**Exercise prompt**
Pull each line containing "filename" from the data.

**Material supplied**
<<<<

#![cfg(test)]

use std::{
    sync::{Arc, Mutex},
    time::Duration,
};

use anyhow::anyhow;
use async_trait::async_trait;
use mockall::{Sequence, mock, predicate::always};
use recruit_lookup_bot::{
    base::{
        config::{Config, ConfigInner},
        replies::NAME_NOT_FOUND_REPLY,
        types::{ChannelId, DeliveryError, Destination, HandleOutcome, IgnoreReason, IncomingEvent, OutboundReply, Res, UserId, Void},
    },
    interaction::lookup::LookupHandler,
    lookup::{links::SearchProvider, name::NameExtractor},
    runtime::Runtime,
    service::{
        chat::{ChatClient, EventSender, GenericChatClient},
        ner::{Entity, EntityRecognizer, GenericEntityRecognizer},
    },
};

// Mocks.

// Mock chat client for testing.

mock! {
    pub Chat {}

    #[async_trait]
    impl GenericChatClient for Chat {
        async fn start(&self, events: EventSender) -> Void;
        async fn send_reply(&self, reply: &OutboundReply) -> Result<(), DeliveryError>;
    }
}

// Mock entity recognizer for testing.

mock! {
    pub Recognizer {}

    #[async_trait]
    impl GenericEntityRecognizer for Recognizer {
        async fn recognize(&self, text: &str) -> Res<Vec<Entity>>;
    }
}

type Sent = Arc<Mutex<Vec<OutboundReply>>>;

/// Mock chat client that records every reply and reports success.
fn get_recording_chat() -> (MockChat, Sent) {
    let sent: Sent = Arc::default();
    let sink = sent.clone();

    let mut mock = MockChat::new();

    mock.expect_send_reply().returning(move |reply| {
        sink.lock().unwrap().push(reply.clone());
        Ok(())
    });

    (mock, sent)
}

fn test_config() -> Config {
    Config {
        inner: Arc::new(ConfigInner {
            discord_token: "test-token".to_string(),
            liveness_enabled: false,
            ..Default::default()
        }),
    }
}

fn handler(chat: MockChat, extractor: NameExtractor) -> LookupHandler {
    LookupHandler::from_config(&test_config(), ChatClient::new(Arc::new(chat)), extractor)
}

fn trigger(text: &str) -> IncomingEvent {
    IncomingEvent::reaction(text, UserId(42), false, "🔍")
}

#[tokio::test]
async fn test_reaction_end_to_end_replies_with_both_links() {
    let (chat, sent) = get_recording_chat();
    let handler = handler(chat, NameExtractor::Positional);

    let outcome = handler.handle_event(trigger("Will Griffin commits to State")).await;

    assert_eq!(outcome, HandleOutcome::Replied);

    let sent = sent.lock().unwrap();
    assert_eq!(sent.len(), 1);
    assert_eq!(sent[0].destination, Destination::User(UserId(42)));
    assert!(sent[0].text.contains("Player.FirstName=Will"));
    assert!(sent[0].text.contains("Player.LastName=Griffin"));
    assert!(sent[0].text.contains("searchText=Will+Griffin"));
}

#[tokio::test]
async fn test_single_word_gets_apology_only() {
    let (chat, sent) = get_recording_chat();
    let handler = handler(chat, NameExtractor::Positional);

    let outcome = handler.handle_event(trigger("Griffin")).await;

    assert_eq!(outcome, HandleOutcome::Replied);
    assert_eq!(sent.lock().unwrap()[0].text, NAME_NOT_FOUND_REPLY);
}

#[tokio::test]
async fn test_bot_reaction_never_reaches_extractor_or_chat() {
    let mut chat = MockChat::new();
    chat.expect_send_reply().times(0);

    let mut recognizer = MockRecognizer::new();
    recognizer.expect_recognize().times(0);

    let handler = handler(chat, NameExtractor::EntityRecognition(EntityRecognizer::new(Arc::new(recognizer))));

    let outcome = handler.handle_event(IncomingEvent::reaction("Will Griffin", UserId(42), true, "🔍")).await;

    assert_eq!(outcome, HandleOutcome::Ignored(IgnoreReason::FromBot));
}

#[tokio::test]
async fn test_other_emoji_gets_no_reply() {
    let mut chat = MockChat::new();
    chat.expect_send_reply().times(0);

    let handler = handler(chat, NameExtractor::Positional);

    let outcome = handler.handle_event(IncomingEvent::reaction("Will Griffin", UserId(42), false, "🔥")).await;

    assert_eq!(outcome, HandleOutcome::Ignored(IgnoreReason::WrongSymbol));
}

#[tokio::test]
async fn test_direct_message_replies_on_same_channel() {
    let (chat, sent) = get_recording_chat();
    let handler = handler(chat, NameExtractor::Positional);

    let event = IncomingEvent::message("Arch Manning", UserId(42), false, ChannelId(500), true);
    let outcome = handler.handle_event(event).await;

    assert_eq!(outcome, HandleOutcome::Replied);
    assert_eq!(sent.lock().unwrap()[0].destination, Destination::Channel(ChannelId(500)));
}

#[tokio::test]
async fn test_entity_strategy_picks_person_from_sentence() {
    let (chat, sent) = get_recording_chat();

    let mut recognizer = MockRecognizer::new();
    recognizer
        .expect_recognize()
        .with(always())
        .times(1)
        .returning(|_| Ok(vec![Entity::new("Texas", "GPE"), Entity::new("Arch Manning", "PERSON")]));

    let handler = handler(chat, NameExtractor::EntityRecognition(EntityRecognizer::new(Arc::new(recognizer))));

    let outcome = handler.handle_event(trigger("Huge pickup for Texas as Arch Manning signs")).await;

    assert_eq!(outcome, HandleOutcome::Replied);

    let sent = sent.lock().unwrap();
    let text = &sent[0].text;
    assert!(text.contains("Player.FirstName=Arch"));
    assert!(text.contains("Player.LastName=Manning"));
}

#[tokio::test]
async fn test_recognizer_outage_gets_apology_not_wrong_links() {
    let (chat, sent) = get_recording_chat();

    let mut recognizer = MockRecognizer::new();
    recognizer.expect_recognize().times(1).returning(|_| Err(anyhow!("Entity recognizer returned an error status")));

    let handler = handler(chat, NameExtractor::EntityRecognition(EntityRecognizer::new(Arc::new(recognizer))));

    let outcome = handler.handle_event(trigger("Coach says Will Griffin commits")).await;

    assert_eq!(outcome, HandleOutcome::Replied);

    let sent = sent.lock().unwrap();
    assert_eq!(sent.len(), 1);
    assert_eq!(sent[0].text, NAME_NOT_FOUND_REPLY);
}

#[tokio::test]
async fn test_forbidden_delivery_is_reported_not_raised() {
    let mut chat = MockChat::new();
    chat.expect_send_reply().times(1).returning(|_| Err(DeliveryError::Forbidden("Cannot send messages to this user".to_string())));

    let handler = handler(chat, NameExtractor::Positional);

    let outcome = handler.handle_event(trigger("Will Griffin")).await;

    assert!(matches!(outcome, HandleOutcome::DeliveryFailed(DeliveryError::Forbidden(_))));
}

#[tokio::test]
async fn test_failed_delivery_does_not_block_next_event() {
    let sent: Sent = Arc::default();
    let sink = sent.clone();

    let mut seq = Sequence::new();
    let mut chat = MockChat::new();
    chat.expect_send_reply()
        .times(1)
        .in_sequence(&mut seq)
        .returning(|_| Err(DeliveryError::Transport("500 Internal Server Error".to_string())));
    chat.expect_send_reply().times(1).in_sequence(&mut seq).returning(move |reply| {
        sink.lock().unwrap().push(reply.clone());
        Ok(())
    });

    // Feed two events through the queue the same way the gateway listener does.
    chat.expect_start().times(1).returning(|events| {
        events.try_send(IncomingEvent::reaction("Will Griffin", UserId(42), false, "🔍"))?;
        events.try_send(IncomingEvent::reaction("Bo Jackson", UserId(43), false, "🔍"))?;
        Ok(())
    });

    let runtime = Runtime {
        config: test_config(),
        chat: ChatClient::new(Arc::new(chat)),
        extractor: NameExtractor::Positional,
    };

    tokio::time::timeout(Duration::from_secs(5), runtime.start()).await.expect("runtime did not drain the queue").unwrap();

    let sent = sent.lock().unwrap();
    assert_eq!(sent.len(), 1);
    assert_eq!(sent[0].destination, Destination::User(UserId(43)));
    assert!(sent[0].text.contains("Player.FirstName=Bo"));
}

#[tokio::test]
async fn test_configured_providers_limit_links() {
    let config = Config {
        inner: Arc::new(ConfigInner {
            discord_token: "test-token".to_string(),
            search_providers: vec![SearchProvider::TwoFourSeven],
            liveness_enabled: false,
            ..Default::default()
        }),
    };

    let (chat, sent) = get_recording_chat();
    let handler = LookupHandler::from_config(&config, ChatClient::new(Arc::new(chat)), NameExtractor::Positional);

    handler.handle_event(trigger("Will Griffin")).await;

    let sent = sent.lock().unwrap();
    let text = &sent[0].text;
    assert!(text.contains("• 247Sports: https://247sports.com/"));
    assert!(!text.contains("on3.com"));
}
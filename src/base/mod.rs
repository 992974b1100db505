//! Core components, types, and utilities for the bot.
//!
//! This module contains fundamental building blocks used throughout the application:
//! - Configuration handling and environment variables.
//! - Fixed reply text sent back to users.
//! - Common types and result handling.

pub mod config;
pub mod replies;
pub mod types;
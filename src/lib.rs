//! Library root for `recruit-lookup-bot`.
//!
//! Recruit-lookup-bot is a Discord assistant for recruiting chatter designed to:
//! - Watch for a 🔍 reaction on a message (or a direct message to the bot)
//! - Pull a first and last name out of the message text
//! - Reply with search links for that name on 247Sports and On3
//!
//! The bot integrates with Discord for chat and, optionally, an external
//! named-entity recognizer for name extraction. The architecture is built
//! around extensible traits that allow for different implementations of
//! each service.

pub mod base;
pub mod interaction;
pub mod lookup;
pub mod runtime;
pub mod service;

use base::{config::Config, types::Void};
use tracing::info;

/// Public async entry for the binary crate.
///
/// Sets up necessary services and starts the bot runtime:
/// - Creates the runtime context with the chat client and name extractor
/// - Starts the liveness endpoint and the main event loop
pub async fn start(config: Config) -> Void {
    info!("Starting recruit-lookup-bot ...");

    // Initialize the runtime.
    let runtime = runtime::Runtime::new(config).await?;

    // Start the runtime.
    runtime.start().await?;

    Ok(())
}
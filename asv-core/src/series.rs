//! Rolling telemetry series
//!
//! Fixed-capacity FIFO windows backing the dashboard charts. Once a series is
//! full, every push evicts the oldest point first, so the window always holds
//! the most recent `capacity` samples in chronological order.

use crate::model::TelemetrySample;
use serde::Serialize;
use std::collections::VecDeque;

/// Number of points kept in each chart window
pub const SERIES_CAPACITY: usize = 20;

/// A bounded ring of labelled values
#[derive(Debug, Clone)]
pub struct RollingSeries<T> {
    capacity: usize,
    points: VecDeque<(String, T)>,
}

impl<T: Clone> RollingSeries<T> {
    /// Create a series; a zero capacity is bumped to one
    pub fn new(capacity: usize) -> Self {
        let capacity = capacity.max(1);
        Self {
            capacity,
            points: VecDeque::with_capacity(capacity),
        }
    }

    /// Append a point, returning the evicted oldest point when full
    pub fn push(&mut self, label: impl Into<String>, value: T) -> Option<(String, T)> {
        let evicted = if self.points.len() == self.capacity {
            self.points.pop_front()
        } else {
            None
        };
        self.points.push_back((label.into(), value));
        evicted
    }

    pub fn len(&self) -> usize {
        self.points.len()
    }

    pub fn is_empty(&self) -> bool {
        self.points.is_empty()
    }

    pub fn is_full(&self) -> bool {
        self.points.len() == self.capacity
    }

    pub fn capacity(&self) -> usize {
        self.capacity
    }

    pub fn labels(&self) -> Vec<String> {
        self.points.iter().map(|(label, _)| label.clone()).collect()
    }

    pub fn values(&self) -> Vec<T> {
        self.points.iter().map(|(_, value)| value.clone()).collect()
    }
}

/// One line on a chart
#[derive(Debug, Clone, PartialEq, Serialize)]
pub struct Dataset {
    pub label: &'static str,
    pub data: Vec<f64>,
}

/// Full visible window of one chart
#[derive(Debug, Clone, PartialEq, Serialize)]
pub struct Chart {
    pub title: &'static str,
    pub labels: Vec<String>,
    pub datasets: Vec<Dataset>,
}

/// Both charts, redrawn wholesale after every push
#[derive(Debug, Clone, PartialEq, Serialize)]
pub struct ChartFrame {
    pub trajectory: Chart,
    pub speed: Chart,
}

/// Trajectory (x, y) and speed series sharing one timestamp stream
#[derive(Debug, Clone)]
pub struct TelemetryBuffer {
    trajectory: RollingSeries<(f64, f64)>,
    speed: RollingSeries<f64>,
}

impl TelemetryBuffer {
    pub fn new(capacity: usize) -> Self {
        Self {
            trajectory: RollingSeries::new(capacity),
            speed: RollingSeries::new(capacity),
        }
    }

    /// Push one sample into both series and return the redrawn window
    pub fn push(&mut self, sample: &TelemetrySample) -> ChartFrame {
        self.trajectory
            .push(sample.timestamp_label.clone(), (sample.x, sample.y));
        self.speed.push(sample.timestamp_label.clone(), sample.speed);
        self.frame()
    }

    pub fn len(&self) -> usize {
        self.speed.len()
    }

    pub fn is_empty(&self) -> bool {
        self.speed.is_empty()
    }

    pub fn trajectory(&self) -> &RollingSeries<(f64, f64)> {
        &self.trajectory
    }

    pub fn speed(&self) -> &RollingSeries<f64> {
        &self.speed
    }

    pub fn frame(&self) -> ChartFrame {
        let (xs, ys): (Vec<f64>, Vec<f64>) = self.trajectory.values().into_iter().unzip();
        ChartFrame {
            trajectory: Chart {
                title: "ASV Position Trajectory",
                labels: self.trajectory.labels(),
                datasets: vec![
                    Dataset {
                        label: "X Position",
                        data: xs,
                    },
                    Dataset {
                        label: "Y Position",
                        data: ys,
                    },
                ],
            },
            speed: Chart {
                title: "Speed Over Time",
                labels: self.speed.labels(),
                datasets: vec![Dataset {
                    label: "Speed (knots)",
                    data: self.speed.values(),
                }],
            },
        }
    }
}

impl Default for TelemetryBuffer {
    fn default() -> Self {
        Self::new(SERIES_CAPACITY)
    }
}

#[cfg(test)]
mod tests {
    use super::*;

    fn sample(n: usize) -> TelemetrySample {
        TelemetrySample {
            timestamp_label: format!("t{n}"),
            x: n as f64,
            y: -(n as f64),
            speed: n as f64 * 0.5,
        }
    }

    #[test]
    fn test_push_below_capacity_keeps_everything() {
        let mut series = RollingSeries::new(3);
        assert!(series.push("a", 1).is_none());
        assert!(series.push("b", 2).is_none());
        assert_eq!(series.values(), vec![1, 2]);
        assert!(!series.is_full());
    }

    #[test]
    fn test_push_at_capacity_evicts_oldest() {
        let mut series = RollingSeries::new(2);
        series.push("a", 1);
        series.push("b", 2);
        let evicted = series.push("c", 3);
        assert_eq!(evicted, Some(("a".to_string(), 1)));
        assert_eq!(series.labels(), vec!["b", "c"]);
        assert_eq!(series.len(), 2);
    }

    #[test]
    fn test_zero_capacity_is_bumped() {
        let mut series = RollingSeries::new(0);
        series.push("a", 1);
        series.push("b", 2);
        assert_eq!(series.capacity(), 1);
        assert_eq!(series.values(), vec![2]);
    }

    #[test]
    fn test_capacity_plus_k_keeps_last_capacity() {
        for k in [0usize, 1, 5, 37] {
            let mut buffer = TelemetryBuffer::default();
            for n in 1..=SERIES_CAPACITY + k {
                buffer.push(&sample(n));
            }
            let expected: Vec<String> = (k + 1..=SERIES_CAPACITY + k)
                .map(|n| format!("t{n}"))
                .collect();
            assert_eq!(buffer.speed().labels(), expected);
            assert_eq!(buffer.trajectory().labels(), expected);
        }
    }

    #[test]
    fn test_twenty_one_pushes_evict_first_sample() {
        let mut buffer = TelemetryBuffer::default();
        let mut frame = None;
        for n in 1..=21 {
            frame = Some(buffer.push(&sample(n)));
        }
        let frame = frame.unwrap();

        assert_eq!(buffer.len(), SERIES_CAPACITY);
        assert_eq!(frame.speed.labels.first().map(String::as_str), Some("t2"));
        assert_eq!(frame.speed.labels.last().map(String::as_str), Some("t21"));
        assert_eq!(frame.trajectory.datasets[0].data.first(), Some(&2.0));
        assert_eq!(frame.trajectory.datasets[1].data.last(), Some(&-21.0));
    }

    #[test]
    fn test_frame_is_full_window_and_time_aligned() {
        let mut buffer = TelemetryBuffer::new(4);
        for n in 1..=3 {
            buffer.push(&sample(n));
        }
        let frame = buffer.frame();
        assert_eq!(frame.trajectory.labels, frame.speed.labels);
        assert_eq!(frame.trajectory.datasets.len(), 2);
        assert_eq!(frame.speed.datasets[0].data, vec![0.5, 1.0, 1.5]);
    }
}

>>>>

**Expected answer**
filename src/base/mod.rs
filename src/lib.rs
filename asv-core/src/series.rs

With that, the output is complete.